From World for Nagekeo
Headlines News :
Home » » Nagekeo: Kebijakan dan Kepentingan dari dan untuk Siapa?

Nagekeo: Kebijakan dan Kepentingan dari dan untuk Siapa?

Written By Unknown on Sunday, August 28, 2011 | 8:52 AM

Beny Daga
(Kritik kebijakan dan kepentingan birokrasi Nagekeo dari perantauan)

Oleh: Beny Daga

“Ada hantu berkeliaran di Eropa, hantu komunis” demikian manifesto komunis dari tulisan yang termasyhur seorang Frederich Angel yang diangkat dari dokumen marxisme.


Bukan membuat analogi apalagi sampai mengidentikan Nagekeo seperti eropa tetapi hal yang harus diingat adalah pada masa Marx, komunis menjadi momok menakutkan yang melahirkan revolusi hampir di semua aspek kehidupan mulai dari sosial, politik dan ekonomi sekalipun lambat laun komunis mulai kehilangan wahyunya. Sisi lain yang harus kita renungkan, Adakah “hantu” berkeliaran juga di Nagekeo?

Hal ini menjadi diskusi menarik, sebab yang berkeliaran saat ini di Nagekeo bukanlah komunis karena kita bisa amini bersama masyarakat Nagekeo adalah masyarakat religius bukan masyarakat komunis. Kemudian permenungan kita akan diantar hingga bermuara pada persolan kompleks yang dinahkodai oleh legislatif dan eksekutif yakni “hantu kebijakan dan kepentingan“, kebanyakan masyarakat masih awam persoalan kebijakan dan kepentingan demikian juga awamnya masyarakat dengan kebijakan dan kepentingan yang terjadi di Nagekeo.

Pengalaman yang luar biasa yang harus dijalani oleh Nagekeo sebagai “korban” dari sebuah produk perundang-undangan otonomi daerah adalah ketertinggalan Nagekeo dalam mengakses sebuah sistem otonomi yang benar-benar mengedepankan pemerintahan yang bersih, energik, dan berwawasan kerakyatan, bukan berwawasan kepentingan dan kebijakan yang menyimpang. Ketika kita berkaca pada pembangunan berkelanjutan yang selama ini terjadi di Nagekeo, maka kita akan menemukan aneka kejanggalan dari sisi kebijakan dan kepentingan baik yang terjadi di lembaga eksekutif lokal maupun di institusi legislatif lokal, ini sudah menjadi rahasia umum hanya saja masyarakat yang berada di Nagekeo sendiri kurang peka atau mungkin hanya bisa diam menyaksikan kejanggalan-kejanggalan yang selama ini terjadi di bumi Nagekeo.

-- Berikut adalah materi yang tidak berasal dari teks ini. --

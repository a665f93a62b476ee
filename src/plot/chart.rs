//! Chart construction for sweep results.

use crate::algorithms::Catalog;
use crate::harness::SweepResults;
use ratatui::{
    prelude::*,
    symbols::Marker,
    widgets::{Axis, Block, Borders, Chart, Dataset, GraphType, LegendPosition},
};

/// Chart title.
pub const TITLE: &str = "Algorithm Time Complexity Comparison";
/// X axis label.
pub const X_LABEL: &str = "Input Size";
/// Y axis label.
pub const Y_LABEL: &str = "Time (seconds)";

const PALETTE: [Color; 8] = [
    Color::Cyan,
    Color::Yellow,
    Color::Green,
    Color::Magenta,
    Color::Red,
    Color::Blue,
    Color::LightCyan,
    Color::LightYellow,
];

const GRID_ROWS: usize = 4;

/// One plotted line.
#[derive(Debug, Clone, PartialEq)]
pub struct ChartSeries {
    /// Legend entry, e.g. `Merge Sort (O(n log n)) - Bad`.
    pub label: String,
    /// Line colour.
    pub color: Color,
    /// `(size, seconds)` points, in sweep order.
    pub points: Vec<(f64, f64)>,
}

/// Owned chart data; [`ChartData::chart`] borrows it to build the widget.
#[derive(Debug, Clone, PartialEq)]
pub struct ChartData {
    series: Vec<ChartSeries>,
    sizes: Vec<usize>,
    grid: Vec<Vec<(f64, f64)>>,
    x_bounds: [f64; 2],
    y_bounds: [f64; 2],
}

impl ChartData {
    /// Build one line per algorithm with at least one point, in catalog order.
    ///
    /// Series cut short by a ceiling or retirement cover only the sizes they
    /// were measured at.
    #[must_use]
    pub fn new(catalog: &Catalog, results: &SweepResults) -> Self {
        let series: Vec<ChartSeries> = catalog
            .iter()
            .filter_map(|spec| results.series(spec.id).map(|s| (spec, s)))
            .filter(|(_, s)| !s.is_empty())
            .enumerate()
            .map(|(i, (spec, s))| ChartSeries {
                label: spec.legend_label(),
                color: PALETTE[i % PALETTE.len()],
                points: s.coordinates(),
            })
            .collect();

        let sizes = results.sizes().to_vec();
        let x_min = sizes.first().copied().unwrap_or(0) as f64;
        let x_max = sizes.last().copied().unwrap_or(1) as f64;
        let x_bounds = if x_max > x_min {
            [x_min, x_max]
        } else {
            [x_min - 1.0, x_max + 1.0]
        };

        let y_top = series
            .iter()
            .flat_map(|s| s.points.iter().map(|&(_, y)| y))
            .fold(0.0_f64, f64::max);
        let y_bounds = [0.0, if y_top > 0.0 { y_top * 1.1 } else { 1e-6 }];

        let mut grid: Vec<Vec<(f64, f64)>> = sizes
            .iter()
            .map(|&size| vec![(size as f64, y_bounds[0]), (size as f64, y_bounds[1])])
            .collect();
        grid.extend((1..GRID_ROWS).map(|row| {
            let y = y_bounds[1] * row as f64 / GRID_ROWS as f64;
            vec![(x_bounds[0], y), (x_bounds[1], y)]
        }));

        Self {
            series,
            sizes,
            grid,
            x_bounds,
            y_bounds,
        }
    }

    /// Plotted lines.
    #[must_use]
    pub fn series(&self) -> &[ChartSeries] {
        &self.series
    }

    /// Whether there is nothing to draw.
    #[must_use]
    pub fn is_empty(&self) -> bool {
        self.series.is_empty()
    }

    /// X axis range.
    #[must_use]
    pub fn x_bounds(&self) -> [f64; 2] {
        self.x_bounds
    }

    /// Y axis range.
    #[must_use]
    pub fn y_bounds(&self) -> [f64; 2] {
        self.y_bounds
    }

    /// The chart widget: grid first, then one line per series.
    #[must_use]
    pub fn chart(&self) -> Chart<'_> {
        let grid = self.grid.iter().map(|line| {
            Dataset::default()
                .marker(Marker::Dot)
                .graph_type(GraphType::Line)
                .style(Style::default().fg(Color::DarkGray))
                .data(line)
        });

        let lines = self.series.iter().map(|s| {
            Dataset::default()
                .name(s.label.as_str())
                .marker(Marker::Braille)
                .graph_type(GraphType::Line)
                .style(Style::default().fg(s.color))
                .data(&s.points)
        });

        let [y_min, y_max] = self.y_bounds;

        Chart::new(grid.chain(lines).collect())
            .block(
                Block::default()
                    .borders(Borders::ALL)
                    .title(format!(" {TITLE} ")),
            )
            .x_axis(
                Axis::default()
                    .title(X_LABEL)
                    .style(Style::default().fg(Color::Gray))
                    .bounds(self.x_bounds)
                    .labels(self.x_labels()),
            )
            .y_axis(
                Axis::default()
                    .title(Y_LABEL)
                    .style(Style::default().fg(Color::Gray))
                    .bounds(self.y_bounds)
                    .labels(vec![
                        Span::raw(format!("{y_min:.6}")),
                        Span::raw(format!("{:.6}", (y_min + y_max) / 2.0)),
                        Span::raw(format!("{y_max:.6}")),
                    ]),
            )
            .legend_position(Some(LegendPosition::TopLeft))
            .hidden_legend_constraints((Constraint::Ratio(1, 1), Constraint::Ratio(1, 1)))
    }

    fn x_labels(&self) -> Vec<Span<'static>> {
        match self.sizes.as_slice() {
            [] => Vec::new(),
            [only] => vec![Span::raw(only.to_string())],
            [first, last] => vec![Span::raw(first.to_string()), Span::raw(last.to_string())],
            [first, .., last] => {
                let mid = self.sizes[self.sizes.len() / 2];
                vec![
                    Span::raw(first.to_string()),
                    Span::raw(mid.to_string()),
                    Span::raw(last.to_string()),
                ]
            },
        }
    }
}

Penyimpangan kebijakan dan terpinggirnya kepentingan seutuhnya harus menjadi tanggung jawab pemerintah daerah dan legislatif, bukan lagi menjadi beban rakyat karena bagi rakyat tidak ada alasan lain selain kembalikan tatanan pemerintahan yang berbasis kerakyatan. Sebagai sebuah contoh kita mungkin akan terperangah kalau saja kita membaca koran-koran lokal yang secara lebih dekat membahas Nagekeo dengan seabreg kejanggalan, tapi beberapa yang mungkin menjadi headline di media lokal adalah penyimpangan dana APBD dan JAMARA (jaringan aspirasi masyarakat) ini adalah tontonan yang menggelikan dari sekian tontonan lainnya yang belum terdeteksi, belum lagi santer terdengar kabar adanya “Koneksi internal“ dua lembaga dalam deal-deal proyek yang ada di daerah Nagekeo mungkin ini masih sebatas gosip.

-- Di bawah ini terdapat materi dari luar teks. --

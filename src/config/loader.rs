//! Configuration file loader.

use super::error::{ConfigError, ConfigResult};
use super::types::HarnessConfig;
use super::validation::{AlgorithmValidator, BasicValidator, ValidationError, Validator};
use std::path::Path;

/// Configuration loader with validation support.
#[derive(Debug, Default)]
pub struct ConfigLoader {
    /// Validators to run on loaded configuration.
    validators: Vec<Box<dyn Validator>>,
}

impl ConfigLoader {
    /// Create a new configuration loader with no validators.
    #[must_use]
    pub fn new() -> Self {
        Self::default()
    }

    /// Create a loader with the built-in validators registered.
    #[must_use]
    pub fn standard() -> Self {
        Self::new()
            .with_validator(BasicValidator::new())
            .with_validator(AlgorithmValidator::new())
    }

    /// Add a validator to the loader.
    #[must_use]
    pub fn with_validator<V: Validator + 'static>(mut self, validator: V) -> Self {
        self.validators.push(Box::new(validator));
        self
    }

    /// Load configuration from a file path.
    ///
    /// # Errors
    ///
    /// Returns an error if:
    /// - The file does not exist
    /// - The file cannot be read
    /// - The TOML is malformed
    /// - Validation fails
    pub fn load<P: AsRef<Path>>(&self, path: P) -> ConfigResult<HarnessConfig> {
        let path = path.as_ref();

        if !path.exists() {
            return Err(ConfigError::NotFound(path.to_path_buf()));
        }

        let content = std::fs::read_to_string(path).map_err(|e| ConfigError::ReadError {
            path: path.to_path_buf(),
            source: e,
        })?;

        self.load_str(&content)
    }

    /// Load configuration from a TOML string.
    ///
    /// # Errors
    ///
    /// Returns an error if:
    /// - The TOML is malformed
    /// - Validation fails
    pub fn load_str(&self, content: &str) -> ConfigResult<HarnessConfig> {
        let config: HarnessConfig = toml::from_str(content)?;
        self.validate(&config)?;
        Ok(config)
    }

    /// Load configuration from `path`, or the defaults when no path is given.
    ///
    /// # Errors
    ///
    /// Returns an error if the file is given but cannot be read or parsed.
    pub fn load_or_default<P: AsRef<Path>>(&self, path: Option<P>) -> ConfigResult<HarnessConfig> {
        match path {
            Some(path) => self.load(path),
            None => Ok(HarnessConfig::default()),
        }
    }

    /// Validate a configuration against all registered validators.
    ///
    /// # Errors
    ///
    /// Returns [`ConfigError::ValidationError`] listing every error-level
    /// issue from the first failing validator.
    pub fn validate(&self, config: &HarnessConfig) -> ConfigResult<()> {
        for validator in &self.validators {
            let result = validator.validate(config);
            if !result.is_valid() {
                let errors: Vec<String> = result
                    .errors_only()
                    .iter()
                    .map(|e| format!("{}: {}", e.field, e.message))
                    .collect();
                return Err(ConfigError::ValidationError(errors.join("; ")));
            }
        }
        Ok(())
    }

    /// Warning-level issues from every registered validator.
    #[must_use]
    pub fn warnings(&self, config: &HarnessConfig) -> Vec<ValidationError> {
        self.validators
            .iter()
            .flat_map(|validator| {
                validator
                    .validate(config)
                    .warnings()
                    .into_iter()
                    .cloned()
                    .collect::<Vec<_>>()
            })
            .collect()
    }

    /// Render a configuration as TOML.
    ///
    /// # Errors
    ///
    /// Returns an error if serialization fails.
    pub fn to_toml(&self, config: &HarnessConfig) -> ConfigResult<String> {
        Ok(toml::to_string_pretty(config)?)
    }
}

Tetapi jika ini didiamkan bukan tidak mungkin konspirasi ini akan terus berkelanjutan dan bisa saja menjadi budaya dan warisan yang salah. Kita sebagai putera dan puteri Nagekeo memiliki hak untuk ikut mengawasi setiap kebijakan dan kepentingan yang bergulir di daerah Nagekeo sendiri.

Bagi segelintir masyrakat Nagekeo yang mengerti hukum dan sistem politik lokal mungkin akan sedikit banyak menyimpan pertanyaan menyangkut kejanggalan tersebut, namun tidak dengan masyarakat awam yang tidak terlalu banyak bahkan sama sekali tidak memahami hukum dan politik lokal akan membiarkan ini terus terjadi, karena bagi mereka suara mereka telah diwakilkan di lembaga legislatif (DPRD) tanpa mereka ketahui bahwa citra DPRD juga dipertanyakan, quo vadis? Bukan lagi semboyan Vox Populli Vox Dei yang diusung, tetapi keagungan partai politiknya yang dibesarkan. Lalu untuk siapakah DPRD bertahta? untuk rakyatkah atau untuk partai politiknya?

Inilah yang menjadi diskusi menarik yang selama ini tidak getol dibawa ke ruang publik Nagekeo untuk didiskusikan dan dikritisi. Kebanyakan masyarakat umum selalu menilai, bahwa kegagalan yang terjadi di daerah adalah kegagalan birokrasi lokal tertentu saja tetapi mereka lupa bahwa yang ikut mengatur kebijakan dan kepentingan adalah kedua lembaga yang terhormat tersebut yakni eksekutif dan legislatif lokal dan instansi terkait lainnya.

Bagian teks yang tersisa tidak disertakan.